(Records contained in a dataset)
┏━━
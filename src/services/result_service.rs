use crate::database::store::{ResultStore, SessionStore};
use crate::dto::pagination::{Page, Paginated};
use crate::error::{Error, Result};
use crate::models::result::{AssessmentResult, ResultScore};
use crate::services::grading_service::GradingService;
use crate::services::test_service::TestService;
use chrono::Utc;
use std::sync::Arc;
use uuid::Uuid;

#[derive(Clone)]
pub struct ResultService {
    results: Arc<dyn ResultStore>,
    sessions: Arc<dyn SessionStore>,
    tests: TestService,
}

impl ResultService {
    pub fn new(
        results: Arc<dyn ResultStore>,
        sessions: Arc<dyn SessionStore>,
        tests: TestService,
    ) -> Self {
        Self {
            results,
            sessions,
            tests,
        }
    }

    /// Grades a session into a persisted result.
    ///
    /// An unsubmitted session has no score and is graded as zero. A second
    /// result for the same session is rejected by the store as a conflict.
    pub async fn generate_from_session(&self, session_id: Uuid) -> Result<AssessmentResult> {
        let session = self
            .sessions
            .find_session(session_id)
            .await?
            .ok_or_else(|| Error::NotFound("Session not found".to_string()))?;
        let test = self.tests.get_test(session.test_id).await?;

        let score = session.score.unwrap_or_default();
        let percentage = score.percentage;
        let now = Utc::now();
        let result = AssessmentResult {
            id: Uuid::new_v4(),
            session_id: session.id,
            candidate_id: session.candidate_id,
            test_id: test.id,
            test_type: test.test_type,
            score: ResultScore {
                total_marks: score.total_marks,
                obtained_marks: score.obtained_marks,
                percentage,
                grade: GradingService::grade_for(percentage),
                passed: GradingService::passed(percentage, test.passing_score),
            },
            is_verified: false,
            created_at: now,
            updated_at: now,
        };

        let saved = self.results.insert_result(&result).await?;
        tracing::info!(
            result_id = %saved.id,
            session_id = %saved.session_id,
            grade = saved.score.grade.as_str(),
            passed = saved.score.passed,
            "result generated"
        );
        Ok(saved)
    }

    pub async fn list(&self, page: Page) -> Result<Paginated<AssessmentResult>> {
        let (items, total) = self.results.list_results(page).await?;
        Ok(Paginated::new(items, total, page))
    }

    pub async fn get(&self, result_id: Uuid) -> Result<AssessmentResult> {
        self.results
            .find_result(result_id)
            .await?
            .ok_or_else(|| Error::NotFound("Result not found".to_string()))
    }

    pub async fn find_by_candidate(&self, candidate_id: Uuid) -> Result<Vec<AssessmentResult>> {
        self.results.list_results_by_candidate(candidate_id).await
    }

    pub async fn verify(&self, result_id: Uuid) -> Result<AssessmentResult> {
        let verified = self
            .results
            .mark_verified(result_id)
            .await?
            .ok_or_else(|| Error::NotFound("Result not found".to_string()))?;
        tracing::info!(result_id = %verified.id, "result verified");
        Ok(verified)
    }
}

#[cfg(test)]
mod tests {
    use super::*;
    use crate::database::MemoryStore;
    use crate::dto::session_dto::{CreateSessionRequest, SubmitAnswerRequest};
    use crate::dto::test_dto::{CreateQuestion, CreateTestPayload};
    use crate::models::question::{QuestionOption, QuestionType};
    use crate::models::result::Grade;
    use crate::models::test::{Test, TestType};
    use crate::services::session_service::SessionService;
    use serde_json::json;

    struct Fixture {
        sessions: SessionService,
        results: ResultService,
        test: Test,
    }

    async fn fixture() -> Fixture {
        let store = Arc::new(MemoryStore::new());
        let tests = TestService::new(store.clone());
        let test = tests
            .create_test(
                CreateTestPayload {
                    title: "Field independence".into(),
                    description: "Embedded figures".into(),
                    test_type: TestType::FieldIndependence,
                    difficulty: None,
                    duration: 15,
                    passing_score: 60.0,
                    total_marks: 100,
                    questions: vec![CreateQuestion {
                        question_id: None,
                        question_text: "Find the triangle".into(),
                        question_type: QuestionType::Mcq,
                        options: vec![
                            QuestionOption { option_text: "left".into(), is_correct: true },
                            QuestionOption { option_text: "right".into(), is_correct: false },
                        ],
                        marks: 100,
                    }],
                    is_published: Some(true),
                },
                None,
            )
            .await
            .unwrap();
        Fixture {
            sessions: SessionService::new(store.clone(), tests.clone()),
            results: ResultService::new(store.clone(), store, tests),
            test,
        }
    }

    async fn completed_session(f: &Fixture, candidate_id: Uuid, choice: &str) -> Uuid {
        let session = f
            .sessions
            .create(CreateSessionRequest { candidate_id, test_id: f.test.id })
            .await
            .unwrap();
        f.sessions.start(session.id).await.unwrap();
        f.sessions
            .submit_answer(
                session.id,
                SubmitAnswerRequest {
                    question_id: f.test.questions[0].question_id,
                    answer: json!(choice),
                    time_taken: Some(3),
                },
            )
            .await
            .unwrap();
        f.sessions.submit(session.id).await.unwrap();
        session.id
    }

    #[tokio::test]
    async fn generate_grades_and_denormalizes() {
        let f = fixture().await;
        let candidate_id = Uuid::new_v4();
        let session_id = completed_session(&f, candidate_id, "left").await;

        let result = f.results.generate_from_session(session_id).await.unwrap();
        assert_eq!(result.candidate_id, candidate_id);
        assert_eq!(result.test_type, TestType::FieldIndependence);
        assert_eq!(result.score.obtained_marks, 100);
        assert_eq!(result.score.grade, Grade::APlus);
        assert!(result.score.passed);
        assert!(!result.is_verified);
    }

    #[tokio::test]
    async fn second_generate_conflicts() {
        let f = fixture().await;
        let session_id = completed_session(&f, Uuid::new_v4(), "right").await;
        f.results.generate_from_session(session_id).await.unwrap();
        let err = f.results.generate_from_session(session_id).await.unwrap_err();
        assert!(matches!(err, Error::Conflict(_)));
    }

    #[tokio::test]
    async fn unsubmitted_session_grades_as_zero() {
        let f = fixture().await;
        let session = f
            .sessions
            .create(CreateSessionRequest {
                candidate_id: Uuid::new_v4(),
                test_id: f.test.id,
            })
            .await
            .unwrap();
        let result = f.results.generate_from_session(session.id).await.unwrap();
        assert_eq!(result.score.percentage, 0.0);
        assert_eq!(result.score.total_marks, 0);
        assert_eq!(result.score.grade, Grade::F);
        assert!(!result.score.passed);
    }

    #[tokio::test]
    async fn unknown_session_is_not_found() {
        let f = fixture().await;
        let err = f.results.generate_from_session(Uuid::new_v4()).await.unwrap_err();
        assert!(matches!(err, Error::NotFound(_)));
    }

    #[tokio::test]
    async fn verify_flips_flag_once_found() {
        let f = fixture().await;
        let session_id = completed_session(&f, Uuid::new_v4(), "left").await;
        let result = f.results.generate_from_session(session_id).await.unwrap();

        let verified = f.results.verify(result.id).await.unwrap();
        assert!(verified.is_verified);
        assert_eq!(verified.score, result.score);

        let err = f.results.verify(Uuid::new_v4()).await.unwrap_err();
        assert!(matches!(err, Error::NotFound(msg) if msg == "Result not found"));
    }

    #[tokio::test]
    async fn candidate_lookup_only_returns_own_results() {
        let f = fixture().await;
        let mine = Uuid::new_v4();
        let a = completed_session(&f, mine, "left").await;
        let b = completed_session(&f, mine, "right").await;
        let other = completed_session(&f, Uuid::new_v4(), "left").await;
        for id in [a, b, other] {
            f.results.generate_from_session(id).await.unwrap();
        }

        let found = f.results.find_by_candidate(mine).await.unwrap();
        assert_eq!(found.len(), 2);
        assert!(found.iter().all(|r| r.candidate_id == mine));
        assert!(found[0].created_at >= found[1].created_at);

        let page = f.results.list(Page::default()).await.unwrap();
        assert_eq!(page.total, 3);
    }
}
┗━━
▶ **Exercise brief**:
Search the data above for the string "GradingService" and copy each line that has it.

▶ **Problem solution**:
use crate::services::grading_service::GradingService;
                grade: GradingService::grade_for(percentage),
                passed: GradingService::passed(percentage, test.passing_score),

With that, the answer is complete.